The regulatory environment surrounding supply chain due diligence has shifted dramatically. From the CSDDD and IRBC frameworks to the EU Forced Labour Regulation, companies must now navigate a dense web of overlapping requirements. For renewable energy providers like Eneco, this complexity is enhanced by trade tensions affecting critical materials in wind, solar and battery supply chains.
The moment you're not able to get certain products into the European Union any longer, you will have disruption and delays in the way that you plan to operate your business. This comes at a cost, of course," explains Anna Bulzomi, director Sustainability at PwC, who advises Eneco on HREDD. She points to forced labour bans targeting goods from outside the EU as concrete examples of how human rights concerns are becoming direct trade barriers.
This context demands an agile approach beyond compliance and anchored in business fundamentals. "We adhere to the OECD Guidelines for multinational enterprises on responsible business conduct. This means that when we find risks or impacts far upstream in mining or production countries, we should take appropriate action," notes Hedda Sasburg, Eneco's HREDD Project Lead. "For that we also participate in the IRBC Agreement, to be able to use the collective power for research and actions”.
A persistent challenge in implementing HREDD in the supply chain is the temptation to "cover every issue, everywhere" – an approach that quickly overwhelms teams working with constrained budgets. PwC developed a methodology that fully aligns to responsible business conduct standards, and combines diverse data sets per region and issue. "The question is: how likely is it that there is forced labour, or that there is mismanagement of waste, or that there is pollution? And this is a question we need to answer by using different data sources" says Bulzomi. “Another important aspect is: how severe is the issue, and how much is it influenced or caused by Eneco?” Sasburg adds. For each issue and geography, the Eneco-PwC team uses datasets from UN bodies, labour organisations and credible research groups and advocacy NGOs to assess likelihood and severity.
Beyond cost control and risk reduction, Eneco's experience reveals how HREDD directly supports business growth, particularly where this depends on acquiring new projects through competitive tenders. "HREDD is currently an essential criterion in participation in tenders for offshore wind," explains Bulzomi. "So how is Eneco going to be more successful? The value of due diligence opens the door to participating in many more competitive tenders for large scale renewable energy projects."
In practice, this means HREDD becomes part of Eneco's commercial toolkit alongside technical capabilities and pricing. "Our business customers all have their own sustainability policies and legal obligations; they will increasingly demand for more transparency in the whereabouts of our supply chains and our efforts in addressing HRE risks,” says Sasburg."
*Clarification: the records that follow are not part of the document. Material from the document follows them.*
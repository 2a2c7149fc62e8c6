//! Degenerate input, base-label pinning, and non-numeric values.

use serde_json::{Value, json};
use series_select::models::{Label, Record};
use series_select::select::{Outcome, select, select_detailed};
use series_select::SelectOptions;

fn rows(vals: Vec<Value>) -> Vec<Record> {
    vals.into_iter()
        .filter_map(|v| v.as_object().cloned())
        .collect()
}

fn abc() -> Vec<Record> {
    let mut v = Vec::new();
    for (label, vals) in [("A", [1, 2, 3]), ("B", [2, 5, 8]), ("C", [10, 11, 12])] {
        for x in vals {
            v.push(json!({"type": label, "value": x}));
        }
    }
    rows(v)
}

#[test]
fn all_flat_input_returns_every_label() {
    let data = rows(vec![
        json!({"type": "A", "value": 5}),
        json!({"type": "A", "value": 5}),
        json!({"type": "B", "value": 5}),
        json!({"type": "C", "value": 9}),
        json!({"type": "C", "value": 9}),
    ]);
    let sel = select_detailed(&data, "type", "value", &SelectOptions::default());
    assert_eq!(sel.outcome, Outcome::DegenerateFallback);
    let mut got = sel.labels.clone();
    got.sort();
    assert_eq!(got, vec![Label::from("A"), Label::from("B"), Label::from("C")]);
}

#[test]
fn empty_input_yields_empty_result() {
    let got = select(&[], "type", "value", &SelectOptions::default());
    assert!(got.is_empty());
}

#[test]
fn base_label_is_pinned_even_without_partners() {
    let data = abc();
    let opts = SelectOptions::default().with_base_label(Label::from("C"));
    let sel = select_detailed(&data, "type", "value", &opts);
    assert_eq!(sel.outcome, Outcome::Pinned);
    assert_eq!(sel.labels, vec![Label::from("C")]);
}

#[test]
fn base_label_pivots_and_collects_overlaps() {
    let data = abc();
    let opts = SelectOptions::default().with_base_label(Label::from("B"));
    let got = select(&data, "type", "value", &opts);
    assert_eq!(got, vec![Label::from("B"), Label::from("A")]);
}

#[test]
fn base_label_counts_toward_the_cap() {
    let mut v = Vec::new();
    for label in ["A", "B", "C", "D"] {
        v.push(json!({"type": label, "value": 0}));
        v.push(json!({"type": label, "value": 10}));
    }
    let data = rows(v);
    let opts = SelectOptions::default()
        .with_max_size(2)
        .with_base_label(Label::from("D"));
    let got = select(&data, "type", "value", &opts);
    assert_eq!(got, vec![Label::from("D"), Label::from("A")]);
}

#[test]
fn flat_base_label_stays_but_matches_nothing() {
    let data = rows(vec![
        json!({"type": "base", "value": 4}),
        json!({"type": "base", "value": 4}),
        json!({"type": "A", "value": 0}),
        json!({"type": "A", "value": 10}),
    ]);
    let opts = SelectOptions::default().with_base_label(Label::from("base"));
    let sel = select_detailed(&data, "type", "value", &opts);
    assert_eq!(sel.labels, vec![Label::from("base")]);
    assert!(sel.degenerate.is_empty());
}

#[test]
fn base_label_absent_from_data_is_still_returned() {
    let opts = SelectOptions::default().with_base_label(Label::from("ghost"));
    assert_eq!(select(&abc(), "type", "value", &opts), vec![Label::from("ghost")]);
    assert_eq!(select(&[], "type", "value", &opts), vec![Label::from("ghost")]);
}

#[test]
fn string_values_never_form_a_group() {
    let mut data = abc();
    data.extend(rows(vec![
        json!({"type": "S", "value": "2"}),
        json!({"type": "S", "value": "3"}),
        json!({"type": "N", "value": null}),
        json!({"type": "M"}),
    ]));
    let got = select(&data, "type", "value", &SelectOptions::default());
    for bad in ["S", "N", "M"] {
        assert!(!got.contains(&Label::from(bad)), "{bad} must not be selected");
    }

    let only_strings = rows(vec![
        json!({"type": "S", "value": "1"}),
        json!({"type": "S", "value": "9"}),
    ]);
    assert!(select(&only_strings, "type", "value", &SelectOptions::default()).is_empty());
}

#[test]
fn missing_label_field_groups_under_null() {
    let data = rows(vec![
        json!({"value": 1}),
        json!({"value": 3}),
        json!({"type": "A", "value": 2}),
        json!({"type": "A", "value": 6}),
    ]);
    let got = select(&data, "type", "value", &SelectOptions::default());
    assert_eq!(got, vec![Label::Null, Label::from("A")]);
}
Perhaps the most critical lesson from Eneco's first implementation phase is that successful HREDD cannot function as an isolated sustainability initiative – the business departments should be involved from day one. "Very often due diligence efforts are an island within the company," observes Bulzomi. "The degree of awareness and knowledge with the sustainability department is very high, but the ability to actually make it work in the supply chain is limited, because that is not their job." To move from concept to impact, procurement, asset management, sustainability and legal must all see HREDD as part of their core responsibilities. Viewed through this integrated lens, HREDD stops being a compliance burden and becomes a strategic lever.
For procurement, supply chain, operations and legal professionals navigating similar transformations, Eneco's experience offers a clear message: anchor due diligence efforts to risk, cost, growth and trust from day one, focus resources on genuinely salient issues, and ensure cross-functional ownership. In an era of tightening regulations and shifting trade dynamics, HREDD implemented this way becomes not a constraint, but a source of competitive advantage.
“I think our main value add was to unpack the process for the organization as a whole, lifting HREDD out of ‘pure play sustainability’ and into commercial territory,” Bulzomi says in conclusion. “But it would not have been possible without Eneco, who believed from the very start in the value of an integrated exercise.” Sasburg adds: “PwC also added value by guiding us through the process—starting from a broad perspective on HRE issues and helping us bring focus, while remaining compliant with OECD guidelines.”
This article was written in collaboration with Gerben Meijer, sustainability manager at Eneco and Hedda Sasburg, project lead HREDD at Eneco.